- Born: William Hawthorne Wirskye
- Education: Southern Methodist University Law School, 1993 University of Texas at Dallas
- Occupation: First Assistant District Attorney in Collin County, Texas

= Bill Wirskye =

American lawyer

William Hawthorne Wirskye is a Texas prosecutor who is currently the First Assistant District Attorney in the Collin County District Attorney's Office in Collin County, Texas. Wirskye is best known for being the lead prosecutor who tried the Kaufman County DA murders, which ultimately resulted in the death penalty for the defendant, former Justice of the Peace of Kaufman County, Eric Williams. Before that, he was a Dallas County prosecutor for 12 years.

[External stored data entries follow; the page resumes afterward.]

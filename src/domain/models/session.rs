//! Results of successful auth calls

use serde::Serialize;
use std::fmt;

use super::credentials::RegistrationRole;
use super::envelope::ResponseEnvelope;

/// Result of a successful login
#[derive(Clone, PartialEq, Eq)]
pub struct LoginSession {
    /// Credential token, already persisted when this value is returned
    pub token: String,

    /// Normalized role (`STUDENT`, `TEACHER`, ...) if the server sent one
    pub role: Option<String>,

    /// Username echoed back by the server
    pub username: Option<String>,
}

impl LoginSession {
    /// Build a session from a success envelope
    ///
    /// Returns `None` when the payload carries no non-empty `token`.
    pub fn from_envelope(envelope: &ResponseEnvelope) -> Option<Self> {
        let token = envelope.data_str("token")?.to_string();

        Some(Self {
            token,
            role: envelope.data_str("role").and_then(normalize_role),
            username: envelope.data_str("username").map(str::to_owned),
        })
    }
}

impl fmt::Debug for LoginSession {
    fn fmt(&self, f: &mut fmt::Formatter<'_>) -> fmt::Result {
        f.debug_struct("LoginSession")
            .field("token", &"[REDACTED]")
            .field("role", &self.role)
            .field("username", &self.username)
            .finish()
    }
}

/// Upper-case a role and strip a leading `ROLE_`
pub fn normalize_role(raw: &str) -> Option<String> {
    let upper = raw.trim().to_uppercase();
    let role = upper.strip_prefix("ROLE_").unwrap_or(&upper);
    if role.is_empty() {
        None
    } else {
        Some(role.to_string())
    }
}

/// Result of a successful registration
#[derive(Debug, Clone, PartialEq, Eq, Serialize)]
pub struct RegistrationOutcome {
    /// Account type that was registered
    pub role: RegistrationRole,
    /// Server confirmation message
    pub message: String,
}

==Early life and education==
Wirskye graduated from Southern Methodist University Law School in 1993, and has a bachelor's degree from the University of Texas at Dallas.

==Career==
Wirskye assisted prosecutor Toby Shook in prosecuting the Texas Seven. The death penalty was secured against all of the surviving members of the infamous prison group. In 2013, Wirskye was the lead prosecutor on the capital murder case against the Kaufman County DA murderer, Eric Williams. In 2020, Wirskye was the lead prosecutor on the capital murder case against Brandon McCall, who killed Richardson Police Officer David Sherrard. In 2026, Wirskye assisted lead prosecutor Dewey Mitchell in the prosecution of Karmelo Anthony.

Prior to joining the Collin County DA's Office, Wirskye was the first assistant in Dallas County under embattled District Attorney Susan Hawk.